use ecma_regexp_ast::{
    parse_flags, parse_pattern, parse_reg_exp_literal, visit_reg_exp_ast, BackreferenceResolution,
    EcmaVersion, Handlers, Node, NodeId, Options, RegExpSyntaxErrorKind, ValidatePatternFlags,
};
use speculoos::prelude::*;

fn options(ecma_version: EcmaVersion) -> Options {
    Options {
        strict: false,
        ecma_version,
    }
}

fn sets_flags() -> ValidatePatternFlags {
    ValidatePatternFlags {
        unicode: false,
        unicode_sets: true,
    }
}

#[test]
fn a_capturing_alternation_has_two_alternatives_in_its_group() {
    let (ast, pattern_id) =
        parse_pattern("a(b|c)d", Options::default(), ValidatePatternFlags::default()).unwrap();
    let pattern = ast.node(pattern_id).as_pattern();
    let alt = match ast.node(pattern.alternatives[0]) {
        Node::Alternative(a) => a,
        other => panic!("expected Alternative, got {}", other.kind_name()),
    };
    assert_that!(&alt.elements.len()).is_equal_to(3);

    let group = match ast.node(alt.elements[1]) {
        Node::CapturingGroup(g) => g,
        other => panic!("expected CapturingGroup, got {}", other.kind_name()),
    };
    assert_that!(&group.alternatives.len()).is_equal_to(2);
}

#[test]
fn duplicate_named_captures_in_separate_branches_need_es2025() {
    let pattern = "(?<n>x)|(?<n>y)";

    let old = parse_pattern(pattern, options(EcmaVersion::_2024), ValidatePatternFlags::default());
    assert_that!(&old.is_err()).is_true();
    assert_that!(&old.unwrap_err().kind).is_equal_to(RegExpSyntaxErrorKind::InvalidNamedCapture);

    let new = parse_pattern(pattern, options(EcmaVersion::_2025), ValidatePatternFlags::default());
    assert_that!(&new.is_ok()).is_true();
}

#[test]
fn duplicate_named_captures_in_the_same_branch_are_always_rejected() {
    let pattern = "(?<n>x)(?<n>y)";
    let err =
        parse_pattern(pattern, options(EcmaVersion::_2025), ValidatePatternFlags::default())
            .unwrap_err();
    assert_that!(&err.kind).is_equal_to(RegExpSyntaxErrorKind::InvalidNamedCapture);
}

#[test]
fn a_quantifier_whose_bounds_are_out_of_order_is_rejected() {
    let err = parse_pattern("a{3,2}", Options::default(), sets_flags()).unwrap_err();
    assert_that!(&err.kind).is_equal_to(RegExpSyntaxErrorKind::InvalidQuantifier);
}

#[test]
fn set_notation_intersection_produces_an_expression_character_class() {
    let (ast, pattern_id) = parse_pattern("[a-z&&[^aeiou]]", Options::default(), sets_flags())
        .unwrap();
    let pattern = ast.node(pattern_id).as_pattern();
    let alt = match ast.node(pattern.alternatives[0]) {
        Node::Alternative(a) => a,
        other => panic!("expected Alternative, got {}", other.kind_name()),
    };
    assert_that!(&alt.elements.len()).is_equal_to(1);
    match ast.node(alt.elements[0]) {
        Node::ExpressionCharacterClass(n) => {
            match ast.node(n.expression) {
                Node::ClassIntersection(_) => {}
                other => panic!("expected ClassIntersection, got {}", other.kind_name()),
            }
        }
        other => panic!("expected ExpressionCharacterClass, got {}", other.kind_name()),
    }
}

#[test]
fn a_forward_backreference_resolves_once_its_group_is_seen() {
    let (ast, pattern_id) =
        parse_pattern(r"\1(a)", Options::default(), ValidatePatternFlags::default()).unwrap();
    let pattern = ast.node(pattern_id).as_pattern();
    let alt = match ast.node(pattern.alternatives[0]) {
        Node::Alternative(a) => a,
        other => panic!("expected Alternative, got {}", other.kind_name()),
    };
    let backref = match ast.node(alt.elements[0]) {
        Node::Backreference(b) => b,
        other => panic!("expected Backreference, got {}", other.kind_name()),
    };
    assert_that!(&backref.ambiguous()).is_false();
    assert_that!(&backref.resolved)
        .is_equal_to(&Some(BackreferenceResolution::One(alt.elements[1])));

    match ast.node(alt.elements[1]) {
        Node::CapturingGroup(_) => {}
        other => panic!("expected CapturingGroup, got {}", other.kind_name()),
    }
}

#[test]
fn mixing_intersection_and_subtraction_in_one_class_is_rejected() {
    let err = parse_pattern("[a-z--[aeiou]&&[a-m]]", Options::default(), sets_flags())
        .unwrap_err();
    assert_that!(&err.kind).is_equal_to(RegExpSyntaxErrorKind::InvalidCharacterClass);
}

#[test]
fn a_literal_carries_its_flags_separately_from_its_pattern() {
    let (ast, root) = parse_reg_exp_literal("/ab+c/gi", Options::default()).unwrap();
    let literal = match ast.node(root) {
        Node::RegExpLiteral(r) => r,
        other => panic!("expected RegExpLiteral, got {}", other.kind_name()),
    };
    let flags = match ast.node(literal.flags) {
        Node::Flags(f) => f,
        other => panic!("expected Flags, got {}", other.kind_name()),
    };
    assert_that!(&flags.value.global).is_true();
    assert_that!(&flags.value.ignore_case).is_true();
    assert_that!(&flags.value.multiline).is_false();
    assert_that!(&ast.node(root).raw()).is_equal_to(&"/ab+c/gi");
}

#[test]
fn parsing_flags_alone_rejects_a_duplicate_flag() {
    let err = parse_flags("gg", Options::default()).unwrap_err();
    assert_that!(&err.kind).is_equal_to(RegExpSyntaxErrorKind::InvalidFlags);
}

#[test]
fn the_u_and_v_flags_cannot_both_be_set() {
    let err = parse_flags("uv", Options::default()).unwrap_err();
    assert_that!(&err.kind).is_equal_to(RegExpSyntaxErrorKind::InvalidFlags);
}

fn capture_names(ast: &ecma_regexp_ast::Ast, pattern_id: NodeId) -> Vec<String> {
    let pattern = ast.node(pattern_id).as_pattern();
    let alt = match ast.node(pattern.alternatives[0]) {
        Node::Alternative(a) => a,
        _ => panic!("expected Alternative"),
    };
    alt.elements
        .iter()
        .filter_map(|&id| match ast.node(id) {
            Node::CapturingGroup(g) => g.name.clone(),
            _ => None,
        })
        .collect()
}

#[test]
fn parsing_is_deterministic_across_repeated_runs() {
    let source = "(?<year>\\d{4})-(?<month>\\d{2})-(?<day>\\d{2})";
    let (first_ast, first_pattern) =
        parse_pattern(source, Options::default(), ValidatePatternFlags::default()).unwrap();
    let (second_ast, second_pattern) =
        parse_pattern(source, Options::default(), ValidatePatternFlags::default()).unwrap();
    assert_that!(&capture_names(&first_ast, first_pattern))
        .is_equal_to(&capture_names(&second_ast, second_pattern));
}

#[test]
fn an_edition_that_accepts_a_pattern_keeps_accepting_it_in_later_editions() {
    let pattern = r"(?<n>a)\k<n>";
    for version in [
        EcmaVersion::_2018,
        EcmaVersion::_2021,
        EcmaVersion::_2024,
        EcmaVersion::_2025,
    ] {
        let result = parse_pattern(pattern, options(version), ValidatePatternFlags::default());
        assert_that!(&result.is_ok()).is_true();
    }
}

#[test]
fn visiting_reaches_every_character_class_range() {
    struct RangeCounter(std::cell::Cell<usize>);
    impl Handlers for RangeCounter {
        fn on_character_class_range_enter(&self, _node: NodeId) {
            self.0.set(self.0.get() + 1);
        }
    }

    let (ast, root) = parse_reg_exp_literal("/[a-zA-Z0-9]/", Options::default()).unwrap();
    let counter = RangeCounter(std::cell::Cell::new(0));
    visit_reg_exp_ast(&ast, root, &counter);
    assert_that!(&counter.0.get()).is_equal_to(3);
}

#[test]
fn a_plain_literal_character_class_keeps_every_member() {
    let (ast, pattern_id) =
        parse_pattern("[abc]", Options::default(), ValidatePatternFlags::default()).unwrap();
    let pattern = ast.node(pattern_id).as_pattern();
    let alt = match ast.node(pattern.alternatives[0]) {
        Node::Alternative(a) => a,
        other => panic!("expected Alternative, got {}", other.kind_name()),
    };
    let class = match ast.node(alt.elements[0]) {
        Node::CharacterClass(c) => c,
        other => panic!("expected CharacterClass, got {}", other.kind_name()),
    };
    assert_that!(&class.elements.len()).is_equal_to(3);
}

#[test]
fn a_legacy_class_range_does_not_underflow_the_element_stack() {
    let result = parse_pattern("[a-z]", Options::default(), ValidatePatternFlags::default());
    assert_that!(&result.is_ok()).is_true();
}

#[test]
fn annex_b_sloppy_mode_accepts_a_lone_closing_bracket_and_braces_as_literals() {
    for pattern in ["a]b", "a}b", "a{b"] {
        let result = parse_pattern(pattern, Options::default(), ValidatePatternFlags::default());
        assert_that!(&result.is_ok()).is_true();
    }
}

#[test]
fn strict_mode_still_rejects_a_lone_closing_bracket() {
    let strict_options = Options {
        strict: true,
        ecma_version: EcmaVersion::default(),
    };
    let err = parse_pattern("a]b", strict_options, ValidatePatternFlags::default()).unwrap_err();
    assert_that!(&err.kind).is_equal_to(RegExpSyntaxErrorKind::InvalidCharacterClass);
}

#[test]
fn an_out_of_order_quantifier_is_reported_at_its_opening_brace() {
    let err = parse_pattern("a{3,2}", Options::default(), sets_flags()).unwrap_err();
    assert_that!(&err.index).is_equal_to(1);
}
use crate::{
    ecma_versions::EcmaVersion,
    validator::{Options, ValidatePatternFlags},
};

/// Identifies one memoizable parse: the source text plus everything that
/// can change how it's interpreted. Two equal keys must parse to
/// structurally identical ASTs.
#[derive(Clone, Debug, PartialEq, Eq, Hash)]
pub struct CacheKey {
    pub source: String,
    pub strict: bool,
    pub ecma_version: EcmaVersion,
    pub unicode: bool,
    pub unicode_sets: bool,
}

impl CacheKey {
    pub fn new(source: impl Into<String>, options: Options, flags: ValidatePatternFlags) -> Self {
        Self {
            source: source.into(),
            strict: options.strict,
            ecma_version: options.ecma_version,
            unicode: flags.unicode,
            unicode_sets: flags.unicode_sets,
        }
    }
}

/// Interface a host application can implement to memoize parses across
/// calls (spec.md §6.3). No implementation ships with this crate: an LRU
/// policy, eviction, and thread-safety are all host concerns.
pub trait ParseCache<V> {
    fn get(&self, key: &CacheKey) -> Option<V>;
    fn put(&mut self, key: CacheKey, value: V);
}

========================================================================

■ Description of the task:
Output the line containing "fn get(&self, key: &CacheKey)" and all lines after it to the end of the records, exactly as given.

■ Solved problem:
    fn get(&self, key: &CacheKey) -> Option<V>;
    fn put(&mut self, key: CacheKey, value: V);
}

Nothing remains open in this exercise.